Throughout my years of practice, I have developed a few helpful tips for dealing with a Franchise Tax Board audit and auditors from the state of California. Franchise Tax Board audits are not nearly as common these days. Most of my clients who receive contact from the Franchise Tax Board are contacted after they are subject to an IRS audit and merely sent a bill based on the adjustment in taxable income that the IRS has already calculated. In other words, they let the IRS do all the hard work and send a supplemental bill later on. However, I hope that these few helpful tips will guide you in your dealings with the Franchise Tax Board. For more information on California state tax matters, please visit the Franchise Tax Board attorney services section of my website.

Keep in mind that the purpose of a Franchise Tax Board audit is to “effectively and efficiently determine the correct amount of tax based on an analysis of relevant tax statutes, regulations, and case law as applied to the taxpayer’s facts”.[1] As such, you need to treat the Franchise Tax Board audit as a routine examination of your books and records and nothing more, unless you suspect some ulterior motive or that the Franchise Tax Board auditor is fishing for additional information for a criminal case. If you have done something criminal or feel that you are the target of a Franchise Tax Board criminal investigation, please do not delay and contact a qualified Franchise Tax Board audit attorney immediately.
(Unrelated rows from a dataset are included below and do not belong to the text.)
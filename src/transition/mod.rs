pub mod score;
pub mod suggest;
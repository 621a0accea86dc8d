use std::{collections::BTreeSet, path::Path};

use crate::{
    catalog::store::PoseCatalog,
    foundation::core::PoseId,
    foundation::error::{FlowError, FlowResult},
    generate::generator::GeneratorConfig,
    safety::rules::SafetyRules,
    timing::durations::TimingConfig,
    transition::score::ScoreWeights,
};

/// Every tunable table of the engine in one place.
///
/// Each section falls back to its defaults when missing, so `{}` is a valid
/// configuration and reproduces the built-in behavior.
#[derive(Clone, Debug, Default, PartialEq, serde::Serialize, serde::Deserialize)]
#[serde(default)]
pub struct EngineConfig {
    /// Transition scoring constants.
    pub scoring: ScoreWeights,
    /// Safety rule table.
    pub safety: SafetyRules,
    /// Flow generator tuning.
    pub generator: GeneratorConfig,
    /// Session timing settings.
    pub timing: TimingConfig,
}

impl EngineConfig {
    /// Parse and validate a JSON configuration.
    #[tracing::instrument(skip(json), fields(bytes = json.len()))]
    pub fn from_json_str(json: &str) -> FlowResult<Self> {
        let config: Self = serde_json::from_str(json)?;
        config.validate()?;
        Ok(config)
    }

    /// Read, parse and validate a JSON configuration file.
    pub fn from_path(path: &Path) -> FlowResult<Self> {
        let json = std::fs::read_to_string(path).map_err(|e| {
            FlowError::Other(
                anyhow::Error::new(e).context(format!("read engine config '{}'", path.display())),
            )
        })?;
        Self::from_json_str(&json)
    }

    /// Reject values no operation can work with.
    pub fn validate(&self) -> FlowResult<()> {
        let s = &self.scoring;
        for (name, v) in [
            ("scoring.declared_transition", s.declared_transition),
            ("scoring.same_family", s.same_family),
            ("scoring.same_plane", s.same_plane),
            ("scoring.unsafe_pair", s.unsafe_pair),
            ("scoring.intensity_step", s.intensity_step),
            ("scoring.good_enough", s.good_enough),
        ] {
            if !v.is_finite() {
                return Err(FlowError::validation(format!("{name} must be finite")));
            }
        }

        let g = &self.generator;
        if !(g.average_pose_seconds.is_finite() && g.average_pose_seconds > 0.0) {
            return Err(FlowError::validation(
                "generator.average_pose_seconds must be > 0",
            ));
        }
        if g.max_poses < g.min_poses {
            return Err(FlowError::validation(format!(
                "generator.max_poses ({}) is below min_poses ({})",
                g.max_poses, g.min_poses
            )));
        }
        for (name, v) in [
            ("generator.focus_weight", g.focus_weight),
            ("generator.off_intensity_factor", g.off_intensity_factor),
        ] {
            if !(v.is_finite() && v >= 0.0) {
                return Err(FlowError::validation(format!("{name} must be >= 0")));
            }
        }

        let t = &self.timing;
        if t.breath_seconds == 0 {
            return Err(FlowError::validation("timing.breath_seconds must be > 0"));
        }
        if t.override_min_seconds > t.override_max_seconds {
            return Err(FlowError::validation(format!(
                "timing.override_min_seconds ({}) exceeds override_max_seconds ({})",
                t.override_min_seconds, t.override_max_seconds
            )));
        }
        Ok(())
    }

    /// Pose ids named by the configuration that `catalog` does not know, sorted.
    ///
    /// Unknown ids are tolerated at run time; this is for reporting.
    pub fn unknown_pose_ids(&self, catalog: &PoseCatalog) -> Vec<PoseId> {
        let safety = &self.safety;
        let named = self
            .generator
            .template
            .iter()
            .chain(&self.generator.pool)
            .chain(safety.counter_poses.values().flatten())
            .chain(std::iter::once(&safety.neutral_pose));

        named
            .filter(|id| catalog.lookup(id).is_none())
            .cloned()
            .collect::<BTreeSet<_>>()
            .into_iter()
            .collect()
    }
}

#[cfg(test)]
#[path = "../tests/unit/config.rs"]
mod tests;
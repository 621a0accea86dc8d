use crate::{
    catalog::store::PoseCatalog,
    foundation::core::{PoseId, Tempo},
    timing::overrides::DurationOverrides,
};

/// How per-pose durations are entered and displayed.
#[derive(Clone, Copy, Debug, Default, PartialEq, Eq, serde::Serialize, serde::Deserialize)]
#[serde(rename_all = "snake_case")]
pub enum TimingMode {
    /// Plain seconds.
    #[default]
    Seconds,
    /// Whole breaths of `breath_seconds` each.
    Breaths,
}

/// Session timing settings.
#[derive(Clone, Debug, PartialEq, serde::Serialize, serde::Deserialize)]
#[serde(default)]
pub struct TimingConfig {
    /// Seconds or breaths.
    pub mode: TimingMode,
    /// Length of one breath in breaths mode.
    pub breath_seconds: u32,
    /// Gap between consecutive poses.
    pub transition_seconds: u32,
    /// Closing rest (savasana) length.
    pub cooldown_seconds: u32,
    /// Playback speed.
    pub tempo: Tempo,
    /// Lower bound for a seconds-mode override.
    pub override_min_seconds: u32,
    /// Upper bound for a seconds-mode override.
    pub override_max_seconds: u32,
}

impl Default for TimingConfig {
    fn default() -> Self {
        Self {
            mode: TimingMode::Seconds,
            breath_seconds: 5,
            transition_seconds: 5,
            cooldown_seconds: 120,
            tempo: Tempo::default(),
            override_min_seconds: 5,
            override_max_seconds: 600,
        }
    }
}

/// Catalog default for every pose in `seq`; unknown ids get the 45 s fallback.
pub fn base_durations(catalog: &PoseCatalog, seq: &[PoseId]) -> Vec<u32> {
    seq.iter().map(|id| catalog.default_seconds(id)).collect()
}

/// Copy of `base` with usable overrides applied.
///
/// An override is used when it is finite, positive and its index is in bounds. Values
/// are floored, with a one second minimum. Anything else is ignored.
pub fn apply_overrides(base: &[u32], overrides: &DurationOverrides) -> Vec<u32> {
    let mut out = base.to_vec();
    for (i, v) in overrides.iter() {
        if !v.is_finite() || v <= 0.0 {
            continue;
        }
        if let Some(slot) = out.get_mut(i) {
            *slot = (v.floor() as u32).max(1);
        }
    }
    out
}

/// Scale `seconds` by a playback tempo clamped to `[0.25, 4]`: `max(1, round(seconds / tempo))`.
pub fn tempo_adjust(seconds: f64, tempo: f64) -> u32 {
    let t = Tempo::new(tempo).factor();
    (seconds / t).round().max(1.0) as u32
}

/// Round `seconds` to whole breaths: `max(1, round(s / b)) * b` with `b >= 1`.
pub fn quantize_to_breaths(seconds: u32, breath_seconds: u32) -> u32 {
    let b = breath_seconds.max(1);
    let breaths = ((f64::from(seconds) / f64::from(b)).round() as u32).max(1);
    breaths.saturating_mul(b)
}

/// Effective per-pose durations: catalog defaults, then overrides, then breath rounding
/// in breaths mode, then tempo.
pub fn pose_durations(
    catalog: &PoseCatalog,
    seq: &[PoseId],
    overrides: &DurationOverrides,
    config: &TimingConfig,
) -> Vec<u32> {
    apply_overrides(&base_durations(catalog, seq), overrides)
        .into_iter()
        .map(|s| match config.mode {
            TimingMode::Seconds => s,
            TimingMode::Breaths => quantize_to_breaths(s, config.breath_seconds),
        })
        .map(|s| tempo_adjust(f64::from(s), config.tempo.factor()))
        .collect()
}

/// Turn a user-entered duration into an override value in seconds.
///
/// Seconds mode clamps into `[override_min_seconds, override_max_seconds]`; breaths mode
/// reads `input` as a breath count of at least one. Non-finite input yields `None`.
pub fn override_from_input(input: f64, config: &TimingConfig) -> Option<f64> {
    if !input.is_finite() {
        return None;
    }
    let secs = match config.mode {
        TimingMode::Seconds => {
            let lo = config.override_min_seconds.max(1);
            let hi = config.override_max_seconds.max(lo);
            input.max(1.0).clamp(f64::from(lo), f64::from(hi))
        }
        TimingMode::Breaths => {
            let breaths = input.round().max(1.0);
            breaths * f64::from(config.breath_seconds.max(1))
        }
    };
    Some(secs)
}

#[cfg(test)]
#[path = "../../tests/unit/timing/durations.rs"]
mod tests;
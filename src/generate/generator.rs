use crate::{
    catalog::store::PoseCatalog,
    foundation::core::{PoseId, Sequence, sequence_of},
    foundation::error::{FlowError, FlowResult},
    foundation::rng::RandomSource,
    safety::adjust::apply_safety_adjustments,
    safety::rules::SafetyRules,
};

/// Body area a generated flow should emphasize.
#[derive(Clone, Copy, Debug, PartialEq, Eq, Hash, serde::Serialize, serde::Deserialize)]
pub enum Focus {
    /// No particular area; every candidate gets the focus weight.
    #[serde(rename = "Full-Body")]
    FullBody,
    /// Hips.
    Hips,
    /// Hamstrings.
    Hamstrings,
    /// Shoulders.
    Shoulders,
    /// Core.
    Core,
    /// Spine.
    Spine,
    /// Balance.
    Balance,
}

impl Focus {
    /// Tag matched against [`crate::Pose::focus_groups`].
    pub fn as_tag(self) -> &'static str {
        match self {
            Self::FullBody => "Full-Body",
            Self::Hips => "Hips",
            Self::Hamstrings => "Hamstrings",
            Self::Shoulders => "Shoulders",
            Self::Core => "Core",
            Self::Spine => "Spine",
            Self::Balance => "Balance",
        }
    }
}

impl std::str::FromStr for Focus {
    type Err = FlowError;

    fn from_str(s: &str) -> FlowResult<Self> {
        let norm = s.trim().to_ascii_lowercase().replace(['-', '_', ' '], "");
        match norm.as_str() {
            "fullbody" | "full" => Ok(Self::FullBody),
            "hips" => Ok(Self::Hips),
            "hamstrings" => Ok(Self::Hamstrings),
            "shoulders" => Ok(Self::Shoulders),
            "core" => Ok(Self::Core),
            "spine" => Ok(Self::Spine),
            "balance" => Ok(Self::Balance),
            _ => Err(FlowError::validation(format!("unknown focus '{s}'"))),
        }
    }
}

/// Generator tuning. Defaults reproduce the flow builder's sun-salutation skeleton.
#[derive(Clone, Debug, PartialEq, serde::Serialize, serde::Deserialize)]
#[serde(default)]
pub struct GeneratorConfig {
    /// Opening skeleton every generated flow starts from.
    pub template: Vec<PoseId>,
    /// Candidates appended by weighted random selection.
    pub pool: Vec<PoseId>,
    /// Assumed average hold used to turn minutes into a pose count.
    pub average_pose_seconds: f64,
    /// Length floor for every generated flow.
    pub min_poses: usize,
    /// Length ceiling; very long practices are cut to this many poses.
    pub max_poses: usize,
    /// Weight of a candidate matching the requested focus; non-matching weigh 1.
    pub focus_weight: f64,
    /// Intensity distance still considered on-target.
    pub intensity_tolerance: u8,
    /// Weight multiplier for candidates outside the intensity tolerance.
    pub off_intensity_factor: f64,
}

impl Default for GeneratorConfig {
    fn default() -> Self {
        Self {
            template: sequence_of([
                "child",
                "down_dog",
                "forward_fold",
                "high_lunge_r",
                "warrior1_r",
                "down_dog",
                "forward_fold",
                "child",
            ]),
            pool: sequence_of([
                "warrior1_r",
                "high_lunge_r",
                "twist_low",
                "boat",
                "bridge",
                "pigeon",
                "down_dog",
                "forward_fold",
            ]),
            average_pose_seconds: 45.0,
            min_poses: 6,
            max_poses: 240,
            focus_weight: 2.0,
            intensity_tolerance: 1,
            off_intensity_factor: 0.5,
        }
    }
}

/// What the practitioner asked for.
#[derive(Clone, Copy, Debug, PartialEq, serde::Serialize, serde::Deserialize)]
pub struct GenerateRequest {
    /// Practice length in minutes.
    pub total_minutes: f64,
    /// Desired intensity, 1 to 5.
    pub intensity: u8,
    /// Body area to emphasize.
    pub focus: Focus,
}

impl GenerateRequest {
    /// Bundle a request.
    pub fn new(total_minutes: f64, intensity: u8, focus: Focus) -> Self {
        Self {
            total_minutes,
            intensity,
            focus,
        }
    }
}

/// `round(minutes * 60 / average_pose_seconds)`, clamped to `min_poses..=max_poses`.
///
/// Negative or non-finite minutes count as zero. `min_poses` wins over a smaller
/// `max_poses`.
pub fn target_count(config: &GeneratorConfig, total_minutes: f64) -> usize {
    let minutes = if total_minutes.is_finite() {
        total_minutes.max(0.0)
    } else {
        0.0
    };
    let avg = if config.average_pose_seconds > 0.0 {
        config.average_pose_seconds
    } else {
        45.0
    };
    let n = (minutes * 60.0 / avg).round() as usize;
    n.min(config.max_poses).max(config.min_poses)
}

/// Selection weight of each pool entry, in pool order.
pub fn pool_weights(
    catalog: &PoseCatalog,
    config: &GeneratorConfig,
    request: &GenerateRequest,
) -> Vec<f64> {
    config
        .pool
        .iter()
        .map(|id| {
            let pose = catalog.lookup(id);
            let on_focus = request.focus == Focus::FullBody
                || pose.is_some_and(|p| p.has_focus(request.focus.as_tag()));
            let mut w = if on_focus { config.focus_weight } else { 1.0 };
            if let Some(i) = pose.and_then(|p| p.intensity)
                && i.abs_diff(request.intensity) > config.intensity_tolerance
            {
                w *= config.off_intensity_factor;
            }
            if w.is_finite() { w.max(0.0) } else { 0.0 }
        })
        .collect()
}

/// Roulette-wheel pick. `None` when no weight is positive.
pub fn weighted_pick<R: RandomSource>(weights: &[f64], rng: &mut R) -> Option<usize> {
    let sum: f64 = weights.iter().sum();
    if sum.is_nan() || sum <= 0.0 {
        return None;
    }
    let mut r = rng.next_f64_01() * sum;
    let mut last_positive = None;
    for (i, &w) in weights.iter().enumerate() {
        if w <= 0.0 {
            continue;
        }
        if r < w {
            return Some(i);
        }
        r -= w;
        last_positive = Some(i);
    }
    last_positive
}

/// Build a flow of roughly `total_minutes` from the template plus weighted pool picks.
///
/// Safety repair runs after every pick so the next pick sees a repaired flow. After the
/// target length is reached the flow is truncated to `max(target, min_poses)` and
/// repaired once more, so a trailing counter pose cut by truncation is restored. The
/// result may therefore be one pose longer than the target, and is always stable under
/// [`apply_safety_adjustments`].
#[tracing::instrument(skip(catalog, rules, config, rng), fields(target_len = tracing::field::Empty))]
pub fn generate<R: RandomSource>(
    catalog: &PoseCatalog,
    rules: &SafetyRules,
    config: &GeneratorConfig,
    request: &GenerateRequest,
    rng: &mut R,
) -> Sequence {
    let target = target_count(config, request.total_minutes);
    tracing::Span::current().record("target_len", target as u64);

    let weights = pool_weights(catalog, config, request);
    let mut seq = config.template.clone();
    while seq.len() < target {
        let Some(pick) = weighted_pick(&weights, rng) else {
            tracing::warn!(
                pool = config.pool.len(),
                "generator pool has no positive weight; stopping early"
            );
            break;
        };
        tracing::debug!(pose = %config.pool[pick], len = seq.len(), "picked pool pose");
        seq.push(config.pool[pick].clone());
        seq = apply_safety_adjustments(catalog, rules, &seq);
    }

    let mut out = apply_safety_adjustments(catalog, rules, &seq);
    out.truncate(target.max(config.min_poses));
    apply_safety_adjustments(catalog, rules, &out)
}

/// Shuffle an existing flow and repair it.
pub fn reshuffle<R: RandomSource>(
    catalog: &PoseCatalog,
    rules: &SafetyRules,
    seq: &[PoseId],
    rng: &mut R,
) -> Sequence {
    let mut out = seq.to_vec();
    for i in (1..out.len()).rev() {
        let j = rng.next_index(i + 1);
        out.swap(i, j);
    }
    apply_safety_adjustments(catalog, rules, &out)
}

#[cfg(test)]
#[path = "../../tests/unit/generate/generator.rs"]
mod tests;
use std::collections::BTreeMap;

/// Sparse per-position duration overrides, in seconds.
///
/// Keys are indices into the current flow. Every structural edit of the flow must be
/// followed by the matching `reindex_*` call so keys keep pointing at the same poses.
/// Values are stored as given; [`crate::apply_overrides`] decides which are usable.
#[derive(Clone, Debug, Default, PartialEq, serde::Serialize, serde::Deserialize)]
#[serde(transparent)]
pub struct DurationOverrides(BTreeMap<usize, f64>);

impl DurationOverrides {
    /// Empty map.
    pub fn new() -> Self {
        Self::default()
    }

    /// Override at `index`, if any.
    pub fn get(&self, index: usize) -> Option<f64> {
        self.0.get(&index).copied()
    }

    /// Set the override at `index`, returning the previous value.
    pub fn insert(&mut self, index: usize, seconds: f64) -> Option<f64> {
        self.0.insert(index, seconds)
    }

    /// Clear the override at `index`.
    pub fn remove(&mut self, index: usize) -> Option<f64> {
        self.0.remove(&index)
    }

    /// Entries in index order.
    pub fn iter(&self) -> impl Iterator<Item = (usize, f64)> + '_ {
        self.0.iter().map(|(&k, &v)| (k, v))
    }

    /// Number of overrides.
    pub fn len(&self) -> usize {
        self.0.len()
    }

    /// Return `true` when no override is set.
    pub fn is_empty(&self) -> bool {
        self.0.is_empty()
    }

    /// Re-key after the pose at `removed` was deleted.
    ///
    /// Keys below `removed` stay, the key at `removed` is dropped, keys above shift down
    /// by one.
    pub fn reindex_after_removal(&self, removed: usize) -> Self {
        self.iter()
            .filter_map(|(i, v)| match i.cmp(&removed) {
                std::cmp::Ordering::Less => Some((i, v)),
                std::cmp::Ordering::Equal => None,
                std::cmp::Ordering::Greater => Some((i - 1, v)),
            })
            .collect()
    }

    /// Re-key after a pose was inserted at `at`. Keys at or above `at` shift up by one.
    pub fn reindex_after_insert(&self, at: usize) -> Self {
        self.iter()
            .map(|(i, v)| if i >= at { (i + 1, v) } else { (i, v) })
            .collect()
    }

    /// Re-key after the pose at `from` was moved to `to`, the poses in between closing
    /// the gap.
    ///
    /// The mapping is a permutation of indices, so `reindex_after_move(to, from)` undoes
    /// `reindex_after_move(from, to)`.
    pub fn reindex_after_move(&self, from: usize, to: usize) -> Self {
        self.iter()
            .map(|(i, v)| (moved_index(i, from, to), v))
            .collect()
    }

    /// Drop keys that do not index into a flow of length `len`.
    pub fn retain_in_bounds(&self, len: usize) -> Self {
        self.iter().filter(|&(i, _)| i < len).collect()
    }
}

fn moved_index(i: usize, from: usize, to: usize) -> usize {
    if i == from {
        to
    } else if from < to && from < i && i <= to {
        i - 1
    } else if to < from && to <= i && i < from {
        i + 1
    } else {
        i
    }
}

impl FromIterator<(usize, f64)> for DurationOverrides {
    fn from_iter<T: IntoIterator<Item = (usize, f64)>>(iter: T) -> Self {
        Self(iter.into_iter().collect())
    }
}

impl<const N: usize> From<[(usize, f64); N]> for DurationOverrides {
    fn from(value: [(usize, f64); N]) -> Self {
        value.into_iter().collect()
    }
}

#[cfg(test)]
#[path = "../../tests/unit/timing/overrides.rs"]
mod tests;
The Flow of Information in a Franchise Tax Board Audit

Next, it is important to control the flow of information and how that information is communicated to the Franchise Tax Board. One of the things that I do for my clients when being retained to represent them in a Franchise Tax Board audit is to do a preliminary audit of their books and records. This helps me trace the history of reported income and substantiated deductions that the taxpayer has claimed on their return. I also will go the extra mile at looking at their bank accounts, where the situation warrants it, and will perform a bank deposit reconciliation. This is where I trace all the information in their bank statements to confirm that it was reported property on their California state tax return. Although these tasks involve extra work at the beginning of the audit, they can go a long way toward saving you a ton of potential tax liability. By pre-auditing a return, it will help me identify any issues that may become present BEFORE I meet with the Franchise Tax Board Auditor. This way, I can develop my audit strategy before walking into our first meeting with the FTB and know which directions I am going to try to steer the audit (trying to lead the auditor away from potentially disastrous queries for my client). In doing this, I can control the flow of information in the audit and usually will walk away with the best results for my client.